Just this week, Trump patted himself on the back when the unemployment rate hit a 49-year low:
Wow! The U.S. added 250,000 Jobs in October – and this was despite the hurricanes. Unemployment at 3.7%. Wages UP! These are incredible numbers. Keep it going, Vote Republican!
— Donald J. Trump (@realDonaldTrump) November 2, 2018
But three key economic indicators are now “flashing red” according to a report from Axios:
- Worker productivity is sluggish.
- For the first time in two years, there was a dramatic contraction in the manufacturing of metal products, likely caused by Trump’s trade war.
- Overall business investment is lagging, proving that companies didn’t use their tax cuts on capital spending, but instead spent it on stock buybacks.
Overall economic growth is already slowing:
“In the third quarter, GDP growth retreated to a 3.5% annual rate, down from 4.2% the prior quarter. Going forward, economists expect growth to hit 2.9% in the fourth quarter, and 2.5% in the first quarter of 2019.”
Megan Greene chief economist at Manulife Asset Management, predicts a major recession is indeed in the cards, but she believes it may not hit until 2021.
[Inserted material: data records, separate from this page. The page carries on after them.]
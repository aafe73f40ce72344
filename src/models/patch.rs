//! # 부분 업데이트(PATCH) 값 타입
//!
//! PATCH 요청에서는 "필드가 아예 없음"과 "필드가 null로 왔음"을 구분해야 합니다.
//!
//! | JSON 입력 | `Patch<T>` | 의미 |
//! |-----------|------------|------|
//! | 필드 누락 | `Unchanged` | 건드리지 않음 |
//! | `null` | `Clear` | 값을 비움 (DB NULL) |
//! | 값 | `Set(v)` | 새 값으로 교체 |
//!
//! serde의 기본 `Option<Option<T>>`는 `null`과 누락을 둘 다 `None`으로 만들어 버리므로,
//! 필드에 `#[serde(default)]`를 붙이고 이 타입의 `Deserialize` 구현을 사용합니다.
//! 필드가 누락되면 `Default`(= `Unchanged`)가, 필드가 있으면 아래 `deserialize`가 호출됩니다.

use serde::{Deserialize, Deserializer};

#[derive(Debug, Clone, PartialEq, Eq)]
pub enum Patch<T> {
    Unchanged,
    Clear,
    Set(T),
}

impl<T> Default for Patch<T> {
    fn default() -> Self {
        Patch::Unchanged
    }
}

impl<T> Patch<T> {
    pub fn is_unchanged(&self) -> bool {
        matches!(self, Patch::Unchanged)
    }

    /// SQL 바인딩용 값. `None`이면 이 필드는 UPDATE 문에서 빠집니다.
    pub fn as_update(&self) -> Option<Option<&T>> {
        match self {
            Patch::Unchanged => None,
            Patch::Clear => Some(None),
            Patch::Set(value) => Some(Some(value)),
        }
    }
}

impl Patch<String> {
    /// 앞뒤 공백을 제거하고, 공백뿐인 문자열은 `Clear`로 취급합니다.
    pub fn normalized(self) -> Self {
        match self {
            Patch::Set(value) => match normalize_optional_text(Some(value)) {
                Some(trimmed) => Patch::Set(trimmed),
                None => Patch::Clear,
            },
            other => other,
        }
    }
}

impl<'de, T> Deserialize<'de> for Patch<T>
where
    T: Deserialize<'de>,
{
    fn deserialize<D>(deserializer: D) -> Result<Self, D::Error>
    where
        D: Deserializer<'de>,
    {
        Ok(match Option::<T>::deserialize(deserializer)? {
            Some(value) => Patch::Set(value),
            None => Patch::Clear,
        })
    }
}

/// 선택 텍스트 필드 정규화: trim 후 비어 있으면 `None`.
pub fn normalize_optional_text(value: Option<String>) -> Option<String> {
    value
        .map(|v| v.trim().to_string())
        .filter(|v| !v.is_empty())
}

#[cfg(test)]
mod tests {
    use super::*;

    #[derive(Debug, Deserialize)]
    struct Probe {
        #[serde(default)]
        tone: Patch<String>,
        #[serde(default)]
        is_favorite: Patch<bool>,
    }

    #[test]
    fn missing_field_is_unchanged() {
        let probe: Probe = serde_json::from_str("{}").unwrap();
        assert_eq!(probe.tone, Patch::Unchanged);
        assert_eq!(probe.is_favorite, Patch::Unchanged);
    }

    #[test]
    fn null_field_is_clear() {
        let probe: Probe = serde_json::from_str(r#"{"tone": null}"#).unwrap();
        assert_eq!(probe.tone, Patch::Clear);
        assert!(probe.is_favorite.is_unchanged());
    }

    #[test]
    fn present_value_is_set() {
        let probe: Probe =
            serde_json::from_str(r#"{"tone": "casual", "is_favorite": true}"#).unwrap();
        assert_eq!(probe.tone, Patch::Set("casual".to_string()));
        assert_eq!(probe.is_favorite, Patch::Set(true));
    }

    #[test]
    fn blank_string_normalizes_to_clear() {
        assert_eq!(Patch::Set("   ".to_string()).normalized(), Patch::Clear);
        assert_eq!(
            Patch::Set(" formal ".to_string()).normalized(),
            Patch::Set("formal".to_string())
        );
        assert_eq!(Patch::<String>::Unchanged.normalized(), Patch::Unchanged);
    }

    #[test]
    fn as_update_distinguishes_all_three_states() {
        assert_eq!(Patch::<bool>::Unchanged.as_update(), None);
        assert_eq!(Patch::<bool>::Clear.as_update(), Some(None));
        assert_eq!(Patch::Set(true).as_update(), Some(Some(&true)));
    }
}
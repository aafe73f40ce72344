//! # 라우트 핸들러 모듈
//!
//! HTTP 요청을 받아 서비스 계층을 호출하고 `{ success, data }` 봉투로 응답합니다.
//!
//! - `auth`: 회원가입, 로그인, 토큰 갱신, 로그아웃, 내 정보
//! - `health`: 헬스체크
//! - `translation_sessions`: 번역 세션 CRUD
//! - `variants`: 세션에 속한 번역 변형 CRUD

pub mod auth;
pub mod health;
pub mod translation_sessions;
pub mod variants;

pub use health::*;
pub use translation_sessions::*;
pub use variants::*;

use chrono::Duration;
use sqlx::SqlitePool;

use crate::config::Config;

/// 애플리케이션 공유 상태
///
/// 모든 핸들러가 `State(state): State<AppState>`로 접근합니다.
/// `SqlitePool`은 내부적으로 Arc라서 clone해도 같은 풀을 가리킵니다.
#[derive(Clone)]
pub struct AppState {
    pub pool: SqlitePool,
    /// 토큰 서명용 비밀키
    pub jwt_secret: String,
    pub access_token_ttl: Duration,
    pub refresh_token_ttl: Duration,
}

impl AppState {
    pub fn new(pool: SqlitePool, config: &Config) -> Self {
        Self {
            pool,
            jwt_secret: config.jwt_secret.clone(),
            access_token_ttl: Duration::minutes(config.access_token_minutes),
            refresh_token_ttl: Duration::days(config.refresh_token_days),
        }
    }
}
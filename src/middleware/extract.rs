//! 요청 본문/쿼리 추출기.
//!
//! axum의 `Json`, `Query`를 그대로 쓰되, 파싱에 실패하면 평문 응답 대신
//! `AppError::Validation`(= `VALIDATION_ERROR` 봉투)으로 거절합니다.

use axum::extract::{FromRequest, FromRequestParts};

use crate::error::AppError;

#[derive(Debug, FromRequest)]
#[from_request(via(axum::Json), rejection(AppError))]
pub struct ApiJson<T>(pub T);

#[derive(Debug, FromRequestParts)]
#[from_request(via(axum::extract::Query), rejection(AppError))]
pub struct ApiQuery<T>(pub T);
But Mark Yusko, founder of hedge fund Morgan Creek Capital, says the chance of a recession as soon as next year are 100 percent, adding that it will all be due to the trade tensions set off by Trump’s excessive tariffs on goods from Canada, China, Europe, and Mexico:
“The trade rhetoric is one of the dumbest things in the history of all administrations and it will cause a global recession.”
Another major drag on economic growth: Interest rate hikes from the Fed which are being used to control inflation. Rising interest rates are almost always a leading indicator of a recession. As Greene notes, the U.S. has slipped into recession during 10 out of the last 13 interest rate-hiking cycles by the Fed.
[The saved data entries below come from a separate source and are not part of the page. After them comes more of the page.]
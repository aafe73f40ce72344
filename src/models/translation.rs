//! # 번역 세션 / 번역 변형 모델
//!
//! - `TranslationSession`: 원문 한 건과 언어/용도 메타데이터. 사용자 한 명이 소유합니다.
//! - `TranslationVariant`: 세션에 속한 어조/스타일별 번역 결과 한 건.
//!
//! API는 camelCase JSON을 사용하므로 모든 구조체에 `rename_all = "camelCase"`를 붙입니다.
//! (DB 컬럼은 snake_case이며 `sqlx::FromRow`는 Rust 필드명 기준으로 매핑합니다.)

use serde::{Deserialize, Serialize};

use super::patch::Patch;

/// `translation_sessions` 테이블 한 행.
#[derive(Debug, Clone, PartialEq, Eq, Serialize, Deserialize, sqlx::FromRow)]
#[serde(rename_all = "camelCase")]
pub struct TranslationSession {
    /// UUIDv7 문자열, 생성 후 변경 불가
    pub id: String,
    /// 소유자. 생성 시 인증된 호출자에게서 한 번만 설정됩니다.
    pub user_id: String,
    pub source_language: Option<String>,
    pub target_language: Option<String>,
    /// 사용 용도 라벨 (예: "email")
    pub context: Option<String>,
    pub original_text: String,
    pub created_at: String,
    /// 업데이트가 받아들여질 때마다 이전 값보다 커집니다.
    pub updated_at: String,
}

/// `translation_variants` 테이블 한 행.
#[derive(Debug, Clone, PartialEq, Eq, Serialize, Deserialize, sqlx::FromRow)]
#[serde(rename_all = "camelCase")]
pub struct TranslationVariant {
    pub id: String,
    /// 부모 세션 (외래키, 변경 불가)
    pub session_id: String,
    pub tone: Option<String>,
    pub politeness_level: Option<String>,
    pub style_hint: Option<String>,
    pub translated_text: String,
    pub is_favorite: bool,
    pub created_at: String,
}

/// `POST /translation-sessions` 요청 본문.
#[derive(Debug, Clone, Deserialize)]
#[serde(rename_all = "camelCase")]
pub struct CreateTranslationSessionRequest {
    pub source_language: Option<String>,
    pub target_language: Option<String>,
    pub context: Option<String>,
    pub original_text: String,
}

/// `PATCH /translation-sessions/{id}` 요청 본문 = 세션 패치.
///
/// 모든 필드가 `Patch`입니다. `originalText`는 필수 컬럼이라 `null`(Clear)이 오면
/// 검증 단계에서 거절됩니다.
#[derive(Debug, Clone, Default, Deserialize)]
#[serde(rename_all = "camelCase")]
pub struct UpdateTranslationSessionRequest {
    #[serde(default)]
    pub source_language: Patch<String>,
    #[serde(default)]
    pub target_language: Patch<String>,
    #[serde(default)]
    pub context: Patch<String>,
    #[serde(default)]
    pub original_text: Patch<String>,
}

impl UpdateTranslationSessionRequest {
    /// 변경할 필드가 하나도 없으면 true.
    pub fn is_empty(&self) -> bool {
        self.source_language.is_unchanged()
            && self.target_language.is_unchanged()
            && self.context.is_unchanged()
            && self.original_text.is_unchanged()
    }
}

/// `POST /translation-sessions/{id}/variants` 요청 본문.
#[derive(Debug, Clone, Deserialize)]
#[serde(rename_all = "camelCase")]
pub struct CreateVariantRequest {
    pub tone: Option<String>,
    pub politeness_level: Option<String>,
    pub style_hint: Option<String>,
    pub translated_text: String,
    #[serde(default)]
    pub is_favorite: bool,
}

/// `PATCH /translation-sessions/{id}/variants/{variantId}` 요청 본문 = 변형 패치.
#[derive(Debug, Clone, Default, Deserialize)]
#[serde(rename_all = "camelCase")]
pub struct UpdateVariantRequest {
    #[serde(default)]
    pub tone: Patch<String>,
    #[serde(default)]
    pub politeness_level: Patch<String>,
    #[serde(default)]
    pub style_hint: Patch<String>,
    #[serde(default)]
    pub translated_text: Patch<String>,
    #[serde(default)]
    pub is_favorite: Patch<bool>,
}

impl UpdateVariantRequest {
    pub fn is_empty(&self) -> bool {
        self.tone.is_unchanged()
            && self.politeness_level.is_unchanged()
            && self.style_hint.is_unchanged()
            && self.translated_text.is_unchanged()
            && self.is_favorite.is_unchanged()
    }
}

/// `GET /translation-sessions/{id}/variants?favoritesOnly=true`
#[derive(Debug, Clone, Default, Deserialize)]
#[serde(rename_all = "camelCase")]
pub struct ListVariantsQuery {
    #[serde(default)]
    pub favorites_only: bool,
}

/// 목록 조회 결과: 항목과 전체 개수.
#[derive(Debug, Clone, Serialize)]
pub struct Listing<T> {
    pub items: Vec<T>,
    pub total: usize,
}

impl<T> From<Vec<T>> for Listing<T> {
    fn from(items: Vec<T>) -> Self {
        let total = items.len();
        Self { items, total }
    }
}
If indeed a recession begins in 2019, that could prove to be political poison for Trump, who is also facing legal problems on many fronts, including the pending report from Special Counsel Robert Mueller. Even if he isn’t impeached, an economic downturn would likely take away one of the president’s most potent talking points and leave him vulnerable to challengers who will try to convince voters that Trump’s policies have led to collapse.